- WHAT THE EXERCISE ASKS -
What lines in the entries below contain the word "last"? Copy all of them.

- DATASET RECORDS -
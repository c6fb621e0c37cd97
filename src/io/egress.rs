//! Stat egress - appends per-second Stats to a file
//!
//! Stats are written in JSONL format (one JSON object per line)
//! to the file specified in config.

use crate::domain::Stat;
use std::fs::OpenOptions;
use std::io::Write;
use std::path::Path;
use std::sync::atomic::{AtomicU64, Ordering};
use tracing::{debug, error, info};

/// Egress writer for Stats
pub struct StatEgress {
    file_path: String,
    written: AtomicU64,
    failed: AtomicU64,
}

impl StatEgress {
    pub fn new(file_path: &str) -> Self {
        info!(file_path = %file_path, "egress_initialized");
        Self {
            file_path: file_path.to_string(),
            written: AtomicU64::new(0),
            failed: AtomicU64::new(0),
        }
    }

    /// Write a Stat to the egress file
    /// Returns true if successful, false otherwise
    pub fn write_stat(&self, stat: &Stat) -> bool {
        let result = serde_json::to_string(stat)
            .map_err(std::io::Error::from)
            .and_then(|json| self.append_line(&json));

        match result {
            Ok(()) => {
                self.written.fetch_add(1, Ordering::Relaxed);
                debug!(time = %stat.time, requests = %stat.total_count(), "stat_egressed");
                true
            }
            Err(e) => {
                self.failed.fetch_add(1, Ordering::Relaxed);
                error!(time = %stat.time, error = %e, "stat_egress_failed");
                false
            }
        }
    }

    /// Append a line to the egress file
    fn append_line(&self, line: &str) -> std::io::Result<()> {
        let path = Path::new(&self.file_path);

        if let Some(parent) = path.parent() {
            if !parent.as_os_str().is_empty() && !parent.exists() {
                std::fs::create_dir_all(parent)?;
            }
        }

        let mut file = OpenOptions::new().create(true).append(true).open(path)?;
        writeln!(file, "{}", line)?;
        Ok(())
    }

    pub fn written(&self) -> u64 {
        self.written.load(Ordering::Relaxed)
    }

    pub fn failed(&self) -> u64 {
        self.failed.load(Ordering::Relaxed)
    }
}

#[cfg(test)]
mod tests {
    use super::*;
    use std::fs;
    use tempfile::tempdir;

    fn stat(time: i64) -> Stat {
        Stat { time, success_count: 3, tps_success: 3.0, response_time: 12.5, ..Stat::default() }
    }

    #[test]
    fn test_write_stat() {
        let dir = tempdir().unwrap();
        let file_path = dir.path().join("stats.jsonl");
        let egress = StatEgress::new(file_path.to_str().unwrap());

        assert!(egress.write_stat(&stat(1_700_000_000)));
        assert_eq!(egress.written(), 1);

        let content = fs::read_to_string(&file_path).unwrap();
        assert!(content.ends_with('\n'));

        let parsed: serde_json::Value = serde_json::from_str(content.trim()).unwrap();
        assert_eq!(parsed["Time"], 1_700_000_000);
        assert_eq!(parsed["SuccessCount"], 3);
        assert_eq!(parsed["ResponseTime"], 12.5);
    }

    #[test]
    fn test_append_mode() {
        let dir = tempdir().unwrap();
        let file_path = dir.path().join("stats.jsonl");
        fs::write(&file_path, "{\"existing\":\"data\"}\n").unwrap();

        let egress = StatEgress::new(file_path.to_str().unwrap());
        egress.write_stat(&stat(1));
        egress.write_stat(&stat(2));

        let content = fs::read_to_string(&file_path).unwrap();
        let lines: Vec<&str> = content.lines().collect();
        assert_eq!(lines.len(), 3);
        assert!(lines[0].contains("existing"));

        let last: Stat = serde_json::from_str(lines[2]).unwrap();
        assert_eq!(last, stat(2));
    }

    #[test]
    fn test_creates_parent_directories() {
        let dir = tempdir().unwrap();
        let nested_path = dir.path().join("nested").join("dir").join("stats.jsonl");
        let egress = StatEgress::new(nested_path.to_str().unwrap());

        assert!(egress.write_stat(&stat(5)));
        assert!(nested_path.exists());
    }

    #[test]
    fn test_failure_is_counted() {
        let dir = tempdir().unwrap();
        // A directory cannot be opened for append
        let egress = StatEgress::new(dir.path().to_str().unwrap());

        assert!(!egress.write_stat(&stat(9)));
        assert_eq!(egress.failed(), 1);
        assert_eq!(egress.written(), 0);
    }
}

- SOLUTION TO THIS PROBLEM -
        let last: Stat = serde_json::from_str(lines[2]).unwrap();
        assert_eq!(last, stat(2));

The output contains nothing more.